Ölüdeniz (literally Dead Sea, due to its calm; official translation name Blue Lagoon) is a small beach resort in Fethiye on the Turquoise Coast of southwestern Turkey and is at the base of Mount Babadag.
It has a sandy bay at the mouth of Ölüdeniz, on a blue lagoon. The beach itself is a pebble beach. The lagoon is a national nature reserve and is famous for its shades of turquoise and aquamarine, while its beach is an official Blue Flag beach.
Ölüdeniz offer a variety of diving opportunities with regard to its crystal clear waters and rich underwater caves and fauna making it ideal for Scuba diving and snorkelling.
Ölüdeniz is also famous for its paragliding. It is regarded as one of the best places in the world to paraglide due to its unique panoramic views, stable weather conditions, and Mount Babadag's exceptional height. Babadag (Father Mountain) towering above Oludeniz on the Southwest coast of Turkey is a geological marvel that just happens to make for incredible thermals and ideal conditions for paragliding flight.
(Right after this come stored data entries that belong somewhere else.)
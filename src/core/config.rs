use super::aggregator::{DEFAULT_MAX_CONCURRENCY, DEFAULT_TTL};
use super::cache::DEFAULT_REFRESH_TIMEOUT;
use super::notifier::{
    DEFAULT_CHECK_INTERVAL, DEFAULT_NOTIFY_INTERVAL, DEFAULT_THRESHOLD, NotifierSettings,
};
use anyhow::{Context, Result};
use directories::ProjectDirs;
use serde::{Deserialize, Serialize};
use std::collections::HashMap;
use std::time::Duration;
use std::{fs, path::PathBuf};
use tracing::debug;

pub const DEFAULT_ESI_BASE_URL: &str = "https://esi.evetech.net/latest";

/// One authenticated character whose corporation wallets are reported.
#[derive(Debug, Deserialize, Serialize, Clone)]
pub struct AccountConfig {
    pub character_id: i64,
    /// Access token given inline.
    pub token: Option<String>,
    /// Name of the environment variable holding the access token.
    pub token_env: Option<String>,
}

impl AccountConfig {
    pub fn resolve_token(&self) -> Result<String> {
        if let Some(token) = &self.token {
            return Ok(token.clone());
        }
        let var = self.token_env.as_deref().with_context(|| {
            format!(
                "Account {} needs either `token` or `token_env`",
                self.character_id
            )
        })?;
        std::env::var(var).with_context(|| {
            format!(
                "Environment variable {var} for account {} is not set",
                self.character_id
            )
        })
    }
}

#[derive(Debug, Deserialize, Serialize, Clone)]
pub struct EsiProviderConfig {
    pub base_url: String,
}

#[derive(Debug, Deserialize, Serialize, Clone)]
pub struct ProvidersConfig {
    pub esi: Option<EsiProviderConfig>,
}

impl Default for ProvidersConfig {
    fn default() -> Self {
        ProvidersConfig {
            esi: Some(EsiProviderConfig {
                base_url: DEFAULT_ESI_BASE_URL.to_string(),
            }),
        }
    }
}

#[derive(Debug, Deserialize, Serialize, Clone)]
#[serde(default)]
pub struct CacheConfig {
    pub ttl_secs: u64,
    pub refresh_timeout_secs: u64,
}

impl Default for CacheConfig {
    fn default() -> Self {
        Self {
            ttl_secs: DEFAULT_TTL.as_secs(),
            refresh_timeout_secs: DEFAULT_REFRESH_TIMEOUT.as_secs(),
        }
    }
}

#[derive(Debug, Deserialize, Serialize, Clone)]
#[serde(default)]
pub struct NotifierConfig {
    pub check_interval_secs: u64,
    pub notify_interval_secs: u64,
    pub threshold: f64,
}

impl Default for NotifierConfig {
    fn default() -> Self {
        Self {
            check_interval_secs: DEFAULT_CHECK_INTERVAL.as_secs(),
            notify_interval_secs: DEFAULT_NOTIFY_INTERVAL.as_secs(),
            threshold: DEFAULT_THRESHOLD,
        }
    }
}

impl From<&NotifierConfig> for NotifierSettings {
    fn from(config: &NotifierConfig) -> Self {
        NotifierSettings {
            check_interval: Duration::from_secs(config.check_interval_secs),
            notify_interval: Duration::from_secs(config.notify_interval_secs),
            threshold: config.threshold,
        }
    }
}

fn default_max_concurrency() -> usize {
    DEFAULT_MAX_CONCURRENCY
}

#[derive(Debug, Deserialize, Serialize, Clone)]
pub struct AppConfig {
    pub accounts: Vec<AccountConfig>,
    #[serde(default)]
    pub providers: ProvidersConfig,
    #[serde(default)]
    pub cache: CacheConfig,
    #[serde(default = "default_max_concurrency")]
    pub max_concurrency: usize,
    #[serde(default)]
    pub notifier: NotifierConfig,
    /// Extra or replacement ref type to category groupings.
    #[serde(default)]
    pub categories: HashMap<String, String>,
    pub data_path: Option<String>,
}

impl AppConfig {
    pub fn load() -> Result<Self> {
        debug!("Loading default config");
        let config_path = Self::default_config_path()?;
        Self::load_from_path(&config_path)
    }

    fn project_dirs() -> Result<ProjectDirs> {
        ProjectDirs::from("net", "walletbook", "walletbook")
            .context("Could not determine project directories")
    }

    pub fn default_config_path() -> Result<PathBuf> {
        Ok(Self::project_dirs()?.config_dir().join("config.yaml"))
    }

    pub fn default_data_path(&self) -> Result<PathBuf> {
        if let Some(custom_path) = &self.data_path {
            return Ok(PathBuf::from(custom_path));
        }
        Ok(Self::project_dirs()?.data_dir().to_path_buf())
    }

    pub fn load_from_path<P: AsRef<std::path::Path>>(path: P) -> Result<Self> {
        let config_str = fs::read_to_string(path.as_ref())
            .with_context(|| format!("Failed to read config file: {}", path.as_ref().display()))?;

        let config: Self = serde_yaml::from_str(&config_str)
            .with_context(|| format!("Failed to parse config file: {}", path.as_ref().display()))?;
        debug!(accounts = config.accounts.len(), "Successfully loaded config");
        Ok(config)
    }

    pub fn esi_base_url(&self) -> &str {
        self.providers
            .esi
            .as_ref()
            .map_or(DEFAULT_ESI_BASE_URL, |p| &p.base_url)
    }

    pub fn ttl(&self) -> Duration {
        Duration::from_secs(self.cache.ttl_secs)
    }

    pub fn refresh_timeout(&self) -> Duration {
        Duration::from_secs(self.cache.refresh_timeout_secs)
    }
}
Ovacik is a small village in Fethiye district on the Turkish Riviera that starts at the top of Oludeniz and wraps around Hisaronu to the top of the hill leading to Fethiye.
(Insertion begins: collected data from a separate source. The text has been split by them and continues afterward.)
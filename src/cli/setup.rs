use crate::core::config::AppConfig;
use anyhow::{Context, Result};
use std::path::Path;

const EXAMPLE_CONFIG: &str = include_str!("../../docs/example_config.yaml");

/// Creates a default configuration file with example content at the default location
pub fn setup() -> Result<()> {
    let path = AppConfig::default_config_path()?;
    setup_at_path(path)
}

/// Creates a default configuration file with example content at the specified path
pub fn setup_at_path<P: AsRef<Path>>(path: P) -> Result<()> {
    let path = path.as_ref();

    if path.exists() {
        anyhow::bail!("Configuration file already exists at {}", path.display());
    }

    if let Some(parent) = path.parent() {
        std::fs::create_dir_all(parent)
            .with_context(|| format!("Failed to create directory: {}", parent.display()))?;
    }

    std::fs::write(path, EXAMPLE_CONFIG)
        .with_context(|| format!("Failed to write config file to {}", path.display()))?;

    tracing::info!("Created default configuration at {}", path.display());
    Ok(())
}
It is located mainly next to the residential neighbourhood and holiday resort of Hisarönü, which consists mainly of small hotels, and private villas. The village has restaurants and shops , and is generally quieter than Hisarönü.
Ovacik village is located on a small plateau at the foot of Babadag mountain (Turkish: father mountain) , the preferred spot for paragliders, near the blue lagoon of Ölüdeniz and Belcekiz beach.
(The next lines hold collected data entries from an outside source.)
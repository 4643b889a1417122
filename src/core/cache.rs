//! TTL-gated, single-flight cache of division journals.

use super::clock::Clock;
use super::error::{AdapterError, Error, Result};
use super::journal::{AccountId, DivisionId, LedgerRecord};
use super::window::Window;
use crate::store::JournalStore;
use std::collections::HashMap;
use std::future::Future;
use std::sync::Arc;
use std::time::Duration;
use tokio::sync::{Mutex, Semaphore};
use tracing::{debug, info, warn};

pub const DEFAULT_REFRESH_TIMEOUT: Duration = Duration::from_secs(60);

/// What a call to [`CacheStore::refresh_if_stale`] ended up doing.
#[derive(Debug, Clone, Copy, PartialEq, Eq)]
pub enum RefreshOutcome {
    /// The cached journal was young enough; nothing was fetched.
    Fresh,
    /// The journal was fetched and committed.
    Refreshed { stored: usize, rejected: usize },
}

type DivisionKey = (AccountId, DivisionId);

pub struct CacheStore {
    store: Arc<dyn JournalStore>,
    clock: Arc<dyn Clock>,
    refresh_timeout: Duration,
    refresh_locks: Mutex<HashMap<DivisionKey, Arc<Mutex<()>>>>,
}

impl CacheStore {
    pub fn new(store: Arc<dyn JournalStore>, clock: Arc<dyn Clock>) -> Self {
        Self {
            store,
            clock,
            refresh_timeout: DEFAULT_REFRESH_TIMEOUT,
            refresh_locks: Mutex::new(HashMap::new()),
        }
    }

    pub fn with_refresh_timeout(mut self, timeout: Duration) -> Self {
        self.refresh_timeout = timeout;
        self
    }

    pub fn store(&self) -> &Arc<dyn JournalStore> {
        &self.store
    }

    /// True when the division was never refreshed or its last refresh is older than `ttl`.
    pub async fn stale_after(
        &self,
        account: &AccountId,
        division: DivisionId,
        ttl: Duration,
    ) -> Result<bool> {
        let metadata = self
            .store
            .metadata(account, division)
            .await
            .map_err(|source| Error::Store {
                account: *account,
                division,
                source,
            })?;
        let Some(updated_at) = metadata.updated_at else {
            return Ok(true);
        };
        // A stamp from the future (clock skew) reads as fresh.
        Ok((self.clock.now() - updated_at)
            .to_std()
            .is_ok_and(|age| age > ttl))
    }

    /// Refreshes the division from `fetch` when it is stale.
    ///
    /// Only one refresh per division runs at a time; callers arriving meanwhile wait
    /// for it and then find the division fresh. The fetched records and the new
    /// timestamp are committed together, so a failed fetch, a timeout or a dropped
    /// future leaves both untouched and the next call retries from scratch.
    pub async fn refresh_if_stale<F, Fut>(
        &self,
        account: &AccountId,
        division: DivisionId,
        ttl: Duration,
        fetch: F,
    ) -> Result<RefreshOutcome>
    where
        F: FnOnce() -> Fut,
        Fut: Future<Output = std::result::Result<Vec<LedgerRecord>, AdapterError>>,
    {
        self.refresh(account, division, ttl, None, fetch).await
    }

    /// Like [`refresh_if_stale`], with the fetch also holding a permit of `permits`.
    ///
    /// The permit is taken after the division lock, and the refresh timeout only
    /// starts once it is held, so queueing for upstream capacity never counts as
    /// a slow fetch.
    ///
    /// [`refresh_if_stale`]: CacheStore::refresh_if_stale
    pub async fn refresh_if_stale_limited<F, Fut>(
        &self,
        account: &AccountId,
        division: DivisionId,
        ttl: Duration,
        permits: &Semaphore,
        fetch: F,
    ) -> Result<RefreshOutcome>
    where
        F: FnOnce() -> Fut,
        Fut: Future<Output = std::result::Result<Vec<LedgerRecord>, AdapterError>>,
    {
        self.refresh(account, division, ttl, Some(permits), fetch).await
    }

    async fn refresh<F, Fut>(
        &self,
        account: &AccountId,
        division: DivisionId,
        ttl: Duration,
        permits: Option<&Semaphore>,
        fetch: F,
    ) -> Result<RefreshOutcome>
    where
        F: FnOnce() -> Fut,
        Fut: Future<Output = std::result::Result<Vec<LedgerRecord>, AdapterError>>,
    {
        if !self.stale_after(account, division, ttl).await? {
            debug!(%account, division, "Journal cache HIT");
            return Ok(RefreshOutcome::Fresh);
        }

        let lock = self.refresh_lock(account, division).await;
        let _guard = lock.lock().await;
        if !self.stale_after(account, division, ttl).await? {
            debug!(%account, division, "Journal refreshed by a concurrent caller");
            return Ok(RefreshOutcome::Fresh);
        }

        let _permit = match permits {
            Some(permits) => permits.acquire().await.ok(),
            None => None,
        };
        debug!(%account, division, "Journal cache MISS, fetching");
        let fetched = tokio::time::timeout(self.refresh_timeout, fetch())
            .await
            .map_err(|_| Error::Timeout {
                account: *account,
                division,
                timeout: self.refresh_timeout,
            })??;

        let total = fetched.len();
        let valid: Vec<LedgerRecord> = fetched
            .into_iter()
            .filter(|record| match record.validate() {
                Ok(()) => true,
                Err(reason) => {
                    warn!(%account, division, %reason, "Rejecting journal record");
                    false
                }
            })
            .collect();
        let stored = valid.len();

        let stamp = self
            .store
            .commit(account, division, &valid, self.clock.now())
            .await
            .map_err(|source| Error::Store {
                account: *account,
                division,
                source,
            })?;

        info!(%account, division, stored, updated_at = %stamp, "Refreshed journal");
        Ok(RefreshOutcome::Refreshed {
            stored,
            rejected: total - stored,
        })
    }

    /// Cached records of a division inside `window`.
    pub async fn range(
        &self,
        account: &AccountId,
        division: DivisionId,
        window: &Window,
    ) -> Result<Vec<LedgerRecord>> {
        self.store
            .range(account, division, window)
            .await
            .map_err(|source| Error::Store {
                account: *account,
                division,
                source,
            })
    }

    async fn refresh_lock(&self, account: &AccountId, division: DivisionId) -> Arc<Mutex<()>> {
        let mut locks = self.refresh_locks.lock().await;
        Arc::clone(locks.entry((*account, division)).or_default())
    }
}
The village is about 5 km away from Ölüdeniz, 9 km from Fethiye city center, and 100 km from the city of Mugla.
Hisarönü is a tourist resort village in the Fethiye district of the Mugla Province of Turkey. It is situated at the western extreme of the Mediterranean coast of Turkey and the southern extreme of the Aegean coast. The resort has grown from a very basic village in 1990 to the large resort with its neighbor Ovacik since then. In 1992, the road through Hisaronu to Kayaköy was paved for the first time.
Hisaronu was originally intended to provide accommodation for nearby Ölüdeniz (where new building work is quite restricted), but Hisarönü has now become a holiday resort in its own right and is popular with British holidaymakers in particular.
Hisaronu has an abundance of gift shops, clothe shops, restaurants and bars as well as a few night clubs. In the peak months Hisaronu is a bustling resort.
Fethiye is one of Turkey's well-known tourist centres and is especially popular during the summer.
In the last ten years Fethiye has become a magnet for British. Apart from its climate and natural beauty, the Britons are attracted by its less expensive lifestyle and the hospitality of the local people. The British population in Turkey is between 34,000 and 38,000. As a result of the large British population and the high numbers of Britons going there for holiday, Fethiye-Ölüdeniz was chosen as the best tourism centre in the world by The Times and The Guardian newspapers in 2007.Over 7,000 British citizens permanently live in Fethiye, while approximately 600,000 British tourists visit the town every summer.
The Fethiye Museum, which is very rich in ancient and more recent artifacts, displays and testifies to the successive chain of civilizations that existed in the area, starting with the ancient Lycians.
Fethiye is also home to the Tomb of Amyntas, a large and beautiful tomb built in 350 BC by the Lycians. What makes this tomb unique is its massive size and beautiful carvings.
The deserted ruins of this once-bustling town are nestled against the Taurus Mountains, close to the world-famous beaches and yacht-filled harbour at Fethiye. Although the stone buildings are roofless and weathered and the narrow streets worn with age, this is not an ancient city, but a modern ruin deserted for political reasons in the 1920s.
The messy fallout of World War I and the collapse of the Ottoman Empire led to the land grabs of the Greco-Turkish War (1919-1922). The resounding loss of the Greeks in this war lead to the Greeks fleeing Turkey.
In Kayakoy, approximately 350 homes now sit empty and mostly roofless, along with two Greek Orthodox churches and the fountains and cisterns that watered the city. Harsh winters and strong winds have stripped the buildings down to ruins, making the town look ancient. A private museum tells the story of the town.